Kontrak akhir diperkirakan akan rampung pada semester pertama tahun ini, setelah kedua pihak menyelesaikan pembahasan terkait harga dan skema kerja sama.

Program pengembangan KF-21 sendiri telah dimulai sejak 2015 oleh Korea Selatan sebagai upaya menggantikan armada lama seperti F-4 dan F-5. Jet tempur ini dirancang sebagai pesawat supersonik modern hasil produksi dalam negeri.

Dalam proyek tersebut, Indonesia awalnya berkomitmen menanggung sekitar 20 persen biaya pengembangan sebagai mitra strategis, dengan imbalan transfer teknologi dari Korea Selatan. Namun, dalam perjalanannya, kontribusi Indonesia mengalami penyesuaian.

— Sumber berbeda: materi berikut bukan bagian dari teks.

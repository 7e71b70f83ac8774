//! Clap derive structures for the `datalane` CLI.
//!
//! Defines the complete command tree, global flags, and shared types.

use std::path::PathBuf;

use clap::{Args, Parser, Subcommand, ValueEnum};

use datalane_core::Operation;

// ── Top-Level CLI ────────────────────────────────────────────────────

/// datalane -- cached, serialized access to a JSON backend
#[derive(Debug, Parser)]
#[command(
    name = "datalane",
    version,
    about = "Query a JSON backend through the datalane dispatcher",
    long_about = "Runs reads and writes against configured entities.\n\n\
        Reads are reused from a local response cache until they expire,\n\
        writes to the same URL are serialized, and batch/bulk entities\n\
        fan out into several requests joined into one result.",
    propagate_version = true,
    subcommand_required = true,
    arg_required_else_help = true
)]
pub struct Cli {
    #[command(flatten)]
    pub global: GlobalOpts,

    #[command(subcommand)]
    pub command: Command,
}

// ── Global Options ───────────────────────────────────────────────────

#[derive(Debug, Args)]
pub struct GlobalOpts {
    /// Backend profile to use
    #[arg(long, short = 'p', env = "DATALANE_PROFILE", global = true)]
    pub profile: Option<String>,

    /// Backend base URL (overrides profile)
    #[arg(long, env = "DATALANE_BASE_URL", global = true)]
    pub base_url: Option<String>,

    /// Bearer token (overrides profile)
    #[arg(long, env = "DATALANE_TOKEN", global = true, hide_env_values = true)]
    pub token: Option<String>,

    /// Output format [default: from config, else table]
    #[arg(long, short = 'o', env = "DATALANE_OUTPUT", global = true)]
    pub output: Option<OutputFormat>,

    /// Page name used for page-scoped cache entries
    #[arg(long, env = "DATALANE_PAGE", global = true)]
    pub page: Option<String>,

    /// Increase verbosity (-v, -vv, -vvv)
    #[arg(long, short = 'v', action = clap::ArgAction::Count, global = true)]
    pub verbose: u8,

    /// Suppress non-error output
    #[arg(long, short = 'q', global = true)]
    pub quiet: bool,

    /// Accept invalid TLS certificates
    #[arg(long, short = 'k', env = "DATALANE_INSECURE", global = true)]
    pub insecure: bool,

    /// Request timeout in seconds [default: from config, else 30]
    #[arg(long, env = "DATALANE_TIMEOUT", global = true)]
    pub timeout: Option<u64>,
}

impl GlobalOpts {
    pub fn format(&self) -> OutputFormat {
        self.output.clone().unwrap_or(OutputFormat::Table)
    }
}

// ── Output Enum ──────────────────────────────────────────────────────

#[derive(Debug, Clone, PartialEq, Eq, ValueEnum)]
pub enum OutputFormat {
    /// Pretty table (default, interactive)
    Table,
    /// Pretty-printed JSON
    Json,
    /// Compact single-line JSON
    JsonCompact,
    /// YAML
    Yaml,
    /// Plain text, one value per line (scripting)
    Plain,
}

// ── Top-Level Command Enum ───────────────────────────────────────────

#[derive(Debug, Subcommand)]
pub enum Command {
    /// Read an entity (served from cache when reusable)
    #[command(alias = "g")]
    Get(GetArgs),

    /// Send a write operation to an entity
    #[command(alias = "s")]
    Send(SendArgs),

    /// Run a batch entity and print results keyed by identifier
    Batch(BatchArgs),

    /// Read several entities at once and print results by position
    Bulk(BulkArgs),

    /// List configured entities
    #[command(alias = "ls")]
    Entities,

    /// Inspect and maintain the response cache
    Cache(CacheArgs),

    /// Manage CLI configuration
    Config(ConfigArgs),

    /// Generate shell completions
    Completions(CompletionsArgs),
}

// ── Data commands ────────────────────────────────────────────────────

/// Read operations accepted by `get`.
#[derive(Debug, Clone, Copy, ValueEnum)]
pub enum ReadOperation {
    Get,
    #[value(name = "get_list", alias = "list")]
    GetList,
}

impl From<ReadOperation> for Operation {
    fn from(op: ReadOperation) -> Self {
        match op {
            ReadOperation::Get => Self::Get,
            ReadOperation::GetList => Self::GetList,
        }
    }
}

/// Write operations accepted by `send`.
#[derive(Debug, Clone, Copy, ValueEnum)]
pub enum WriteOperation {
    Post,
    Put,
    Patch,
    Delete,
}

impl From<WriteOperation> for Operation {
    fn from(op: WriteOperation) -> Self {
        match op {
            WriteOperation::Post => Self::Post,
            WriteOperation::Put => Self::Put,
            WriteOperation::Patch => Self::Patch,
            WriteOperation::Delete => Self::Delete,
        }
    }
}

#[derive(Debug, Args)]
pub struct GetArgs {
    /// Entity name from the config file
    pub entity: String,

    /// Query parameters as KEY=VALUE (values parsed as JSON when possible)
    pub params: Vec<String>,

    /// Operation to run [default: the entity's default operation]
    #[arg(long)]
    pub operation: Option<ReadOperation>,

    /// Drop any cached response before reading
    #[arg(long)]
    pub fresh: bool,
}

#[derive(Debug, Args)]
pub struct SendArgs {
    /// Write operation
    pub operation: WriteOperation,

    /// Entity name from the config file
    pub entity: String,

    /// Inline JSON body
    #[arg(long, short = 'd', conflicts_with = "from_file")]
    pub data: Option<String>,

    /// Read the JSON body from a file
    #[arg(long, short = 'F')]
    pub from_file: Option<PathBuf>,
}

#[derive(Debug, Args)]
pub struct BatchArgs {
    /// Batch entity name from the config file
    pub entity: String,

    /// Parameters sent to every leaf as KEY=VALUE
    pub params: Vec<String>,
}

#[derive(Debug, Args)]
pub struct BulkArgs {
    /// Entity names, results are printed in this order
    #[arg(required = true, num_args = 1..)]
    pub entities: Vec<String>,

    /// Parameters sent to every entity as KEY=VALUE
    #[arg(long = "param", short = 'P')]
    pub params: Vec<String>,
}

// ── Cache ────────────────────────────────────────────────────────────

#[derive(Debug, Args)]
pub struct CacheArgs {
    #[command(subcommand)]
    pub command: CacheCommand,
}

#[derive(Debug, Subcommand)]
pub enum CacheCommand {
    /// List cached responses
    #[command(alias = "ls")]
    List,

    /// Remove one cached response by key
    #[command(alias = "rm")]
    Remove {
        /// Cache key as shown by `cache list`
        key: String,
    },

    /// Remove expired and other-page entries
    Sweep,

    /// Remove every cached response
    Clear,
}

// ── Config ───────────────────────────────────────────────────────────

#[derive(Debug, Args)]
pub struct ConfigArgs {
    #[command(subcommand)]
    pub command: ConfigCommand,
}

#[derive(Debug, Subcommand)]
pub enum ConfigCommand {
    /// Add a backend profile, creating the config file if needed
    Init {
        /// Base URL for the new profile
        #[arg(long)]
        base_url: String,

        /// Name of the new profile
        #[arg(long, default_value = "default")]
        name: String,

        /// Environment variable holding the bearer token
        #[arg(long)]
        token_env: Option<String>,

        /// Replace a profile that already exists
        #[arg(long)]
        force: bool,
    },

    /// List configured profiles (* marks the default)
    Profiles,

    /// Set the default profile
    Use {
        /// Profile name
        name: String,
    },

    /// Show the current configuration (secrets masked)
    Show,

    /// Print the config file path
    Path,
}

#[derive(Debug, Args)]
pub struct CompletionsArgs {
    /// Shell to generate completions for
    pub shell: clap_complete::Shell,
}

Seorang analis pertahanan menyebut, “Penyesuaian kontribusi ini merupakan bagian dari negosiasi ulang agar kerja sama tetap berjalan realistis bagi kedua pihak.”

Kesepakatan terbaru yang dicapai pada Juni tahun lalu menyebutkan bahwa kontribusi Indonesia dipangkas menjadi sekitar 600 miliar won, atau sekitar Rp6,7 triliun, dari nilai awal yang lebih besar.

Di sisi lain, proyek ini sempat menjadi sorotan setelah muncul dugaan pencurian teknologi yang melibatkan insinyur asal Indonesia di Korea Aerospace Industries Ltd., produsen KF-21.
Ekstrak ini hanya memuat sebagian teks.